## WORK INSTRUCTION
Return exactly, and only, the lines from the line containing "instead of stderr" through the final line of the records below, both included.

---

//! Command-line surface.

use std::path::PathBuf;

use clap::Parser;

/// Process exit code when the encryption handshake fails.
pub const HANDSHAKE_FAILURE_EXIT_CODE: i32 = 10;

#[derive(Parser, Debug)]
#[command(name = "lsp-runtime", version, about = "LSP Runtime: hosts language servers over one LSP connection")]
pub struct Cli {
    /// Communicate over stdin/stdout (the only supported transport)
    #[arg(long)]
    pub stdio: bool,

    /// Expect a credentials encryption key on the first line of stdin
    #[arg(long = "set-credentials-encryption-key")]
    pub set_credentials_encryption_key: bool,

    /// Enable verbose logging
    #[arg(long)]
    pub verbose: bool,

    /// Write logs to a file instead of stderr
    #[arg(long)]
    pub log_file: Option<PathBuf>,
}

---

## SOLVED EXERCISE
    /// Write logs to a file instead of stderr
    #[arg(long)]
    pub log_file: Option<PathBuf>,
}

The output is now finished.